[Problem details] Up to and including the line containing "use serde::Serialize;", please reproduce the lines of the listing below, starting from the top.

[Material provided]
#####

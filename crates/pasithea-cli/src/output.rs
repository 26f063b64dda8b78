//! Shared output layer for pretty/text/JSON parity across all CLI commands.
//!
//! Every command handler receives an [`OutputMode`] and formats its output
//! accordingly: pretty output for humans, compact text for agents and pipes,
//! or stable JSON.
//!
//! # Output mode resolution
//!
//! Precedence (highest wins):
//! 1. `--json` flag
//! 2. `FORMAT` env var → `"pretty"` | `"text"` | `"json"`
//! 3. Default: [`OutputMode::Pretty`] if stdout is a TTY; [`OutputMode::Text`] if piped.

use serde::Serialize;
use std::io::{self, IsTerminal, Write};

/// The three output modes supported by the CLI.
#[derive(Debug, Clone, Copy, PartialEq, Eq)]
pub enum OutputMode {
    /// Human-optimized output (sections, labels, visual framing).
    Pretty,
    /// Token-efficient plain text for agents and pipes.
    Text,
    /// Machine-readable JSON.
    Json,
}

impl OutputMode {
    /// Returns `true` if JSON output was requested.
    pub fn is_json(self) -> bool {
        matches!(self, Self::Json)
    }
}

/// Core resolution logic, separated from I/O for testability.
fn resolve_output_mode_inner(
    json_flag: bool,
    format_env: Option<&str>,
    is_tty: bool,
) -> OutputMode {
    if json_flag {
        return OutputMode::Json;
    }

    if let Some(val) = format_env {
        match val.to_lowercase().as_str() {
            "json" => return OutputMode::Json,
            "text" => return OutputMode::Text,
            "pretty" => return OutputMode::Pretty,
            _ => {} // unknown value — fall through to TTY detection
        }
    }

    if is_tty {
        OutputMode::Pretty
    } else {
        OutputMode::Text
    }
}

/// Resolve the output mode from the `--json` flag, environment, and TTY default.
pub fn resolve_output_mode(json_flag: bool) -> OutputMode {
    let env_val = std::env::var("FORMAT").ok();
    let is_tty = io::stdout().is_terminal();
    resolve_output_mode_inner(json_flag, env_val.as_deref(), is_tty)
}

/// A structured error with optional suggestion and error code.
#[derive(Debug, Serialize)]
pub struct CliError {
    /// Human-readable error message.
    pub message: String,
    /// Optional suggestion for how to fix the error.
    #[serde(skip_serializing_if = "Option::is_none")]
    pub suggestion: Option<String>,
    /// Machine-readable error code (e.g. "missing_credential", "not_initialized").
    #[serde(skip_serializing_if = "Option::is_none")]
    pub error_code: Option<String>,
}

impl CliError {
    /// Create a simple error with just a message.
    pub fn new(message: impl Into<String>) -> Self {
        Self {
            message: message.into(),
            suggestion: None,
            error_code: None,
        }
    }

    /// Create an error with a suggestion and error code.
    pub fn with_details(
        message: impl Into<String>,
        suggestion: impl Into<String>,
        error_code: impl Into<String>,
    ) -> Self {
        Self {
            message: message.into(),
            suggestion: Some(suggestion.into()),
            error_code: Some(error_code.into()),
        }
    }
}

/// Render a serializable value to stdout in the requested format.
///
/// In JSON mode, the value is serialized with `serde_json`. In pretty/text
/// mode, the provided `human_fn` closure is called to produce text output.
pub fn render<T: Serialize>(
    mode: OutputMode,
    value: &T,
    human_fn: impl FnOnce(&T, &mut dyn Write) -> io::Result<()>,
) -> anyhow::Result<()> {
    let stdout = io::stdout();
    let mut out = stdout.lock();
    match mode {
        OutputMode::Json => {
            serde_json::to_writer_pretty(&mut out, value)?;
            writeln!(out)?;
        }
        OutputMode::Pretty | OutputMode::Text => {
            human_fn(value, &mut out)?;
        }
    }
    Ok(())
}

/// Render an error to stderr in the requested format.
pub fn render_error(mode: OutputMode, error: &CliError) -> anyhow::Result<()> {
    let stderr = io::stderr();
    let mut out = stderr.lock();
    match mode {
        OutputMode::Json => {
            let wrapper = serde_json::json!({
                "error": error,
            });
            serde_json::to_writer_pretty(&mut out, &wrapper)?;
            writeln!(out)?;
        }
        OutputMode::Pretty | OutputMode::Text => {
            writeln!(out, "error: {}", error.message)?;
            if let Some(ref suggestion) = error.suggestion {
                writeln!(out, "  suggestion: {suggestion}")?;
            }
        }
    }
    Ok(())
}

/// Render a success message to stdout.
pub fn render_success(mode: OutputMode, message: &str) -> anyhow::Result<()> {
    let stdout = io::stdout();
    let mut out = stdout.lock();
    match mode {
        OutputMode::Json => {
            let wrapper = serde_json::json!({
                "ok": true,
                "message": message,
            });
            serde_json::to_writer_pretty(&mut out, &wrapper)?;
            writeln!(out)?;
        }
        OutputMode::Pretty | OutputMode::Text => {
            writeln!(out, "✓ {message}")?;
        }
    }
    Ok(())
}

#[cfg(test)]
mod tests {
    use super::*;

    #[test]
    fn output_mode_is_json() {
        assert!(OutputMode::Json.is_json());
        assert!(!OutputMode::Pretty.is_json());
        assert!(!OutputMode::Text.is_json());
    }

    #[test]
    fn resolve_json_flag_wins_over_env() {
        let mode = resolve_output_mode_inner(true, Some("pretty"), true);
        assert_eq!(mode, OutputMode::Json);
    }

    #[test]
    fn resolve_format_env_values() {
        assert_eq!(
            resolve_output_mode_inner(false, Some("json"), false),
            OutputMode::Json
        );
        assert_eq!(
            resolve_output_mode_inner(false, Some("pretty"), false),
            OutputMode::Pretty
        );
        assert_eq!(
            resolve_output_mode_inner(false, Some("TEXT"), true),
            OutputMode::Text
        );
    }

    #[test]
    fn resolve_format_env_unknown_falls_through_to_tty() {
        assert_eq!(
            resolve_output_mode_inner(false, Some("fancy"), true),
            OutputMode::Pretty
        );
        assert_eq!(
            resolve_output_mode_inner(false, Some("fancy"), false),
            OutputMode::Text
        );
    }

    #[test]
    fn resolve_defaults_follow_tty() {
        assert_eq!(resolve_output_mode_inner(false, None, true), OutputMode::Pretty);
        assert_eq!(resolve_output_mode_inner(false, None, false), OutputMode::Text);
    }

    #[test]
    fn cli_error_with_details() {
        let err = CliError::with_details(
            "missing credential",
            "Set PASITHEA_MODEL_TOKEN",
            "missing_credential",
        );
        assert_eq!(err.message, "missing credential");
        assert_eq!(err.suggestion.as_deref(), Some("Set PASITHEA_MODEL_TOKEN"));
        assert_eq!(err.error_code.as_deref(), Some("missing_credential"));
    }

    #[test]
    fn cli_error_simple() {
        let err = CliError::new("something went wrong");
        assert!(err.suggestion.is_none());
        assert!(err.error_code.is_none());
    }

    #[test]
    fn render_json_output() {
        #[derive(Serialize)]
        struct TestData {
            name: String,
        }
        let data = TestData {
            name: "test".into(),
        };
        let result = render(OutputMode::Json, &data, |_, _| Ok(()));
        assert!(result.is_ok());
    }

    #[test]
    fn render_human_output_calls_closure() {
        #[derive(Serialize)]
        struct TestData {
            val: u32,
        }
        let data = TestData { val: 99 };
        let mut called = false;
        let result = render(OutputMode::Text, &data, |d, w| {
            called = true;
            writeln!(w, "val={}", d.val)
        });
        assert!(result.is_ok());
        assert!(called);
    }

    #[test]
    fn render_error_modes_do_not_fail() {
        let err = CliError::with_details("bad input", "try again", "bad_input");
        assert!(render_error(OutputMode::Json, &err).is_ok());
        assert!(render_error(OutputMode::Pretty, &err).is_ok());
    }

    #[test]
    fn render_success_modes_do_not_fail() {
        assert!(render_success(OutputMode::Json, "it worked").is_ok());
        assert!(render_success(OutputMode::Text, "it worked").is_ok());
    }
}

#####

[Expected answer]
filename crates/pasithea-cli/src/output.rs
repository 26f063b64dda8b78
//! Shared output layer for pretty/text/JSON parity across all CLI commands.
//!
//! Every command handler receives an [`OutputMode`] and formats its output
//! accordingly: pretty output for humans, compact text for agents and pipes,
//! or stable JSON.
//!
//! # Output mode resolution
//!
//! Precedence (highest wins):
//! 1. `--json` flag
//! 2. `FORMAT` env var → `"pretty"` | `"text"` | `"json"`
//! 3. Default: [`OutputMode::Pretty`] if stdout is a TTY; [`OutputMode::Text`] if piped.

use serde::Serialize;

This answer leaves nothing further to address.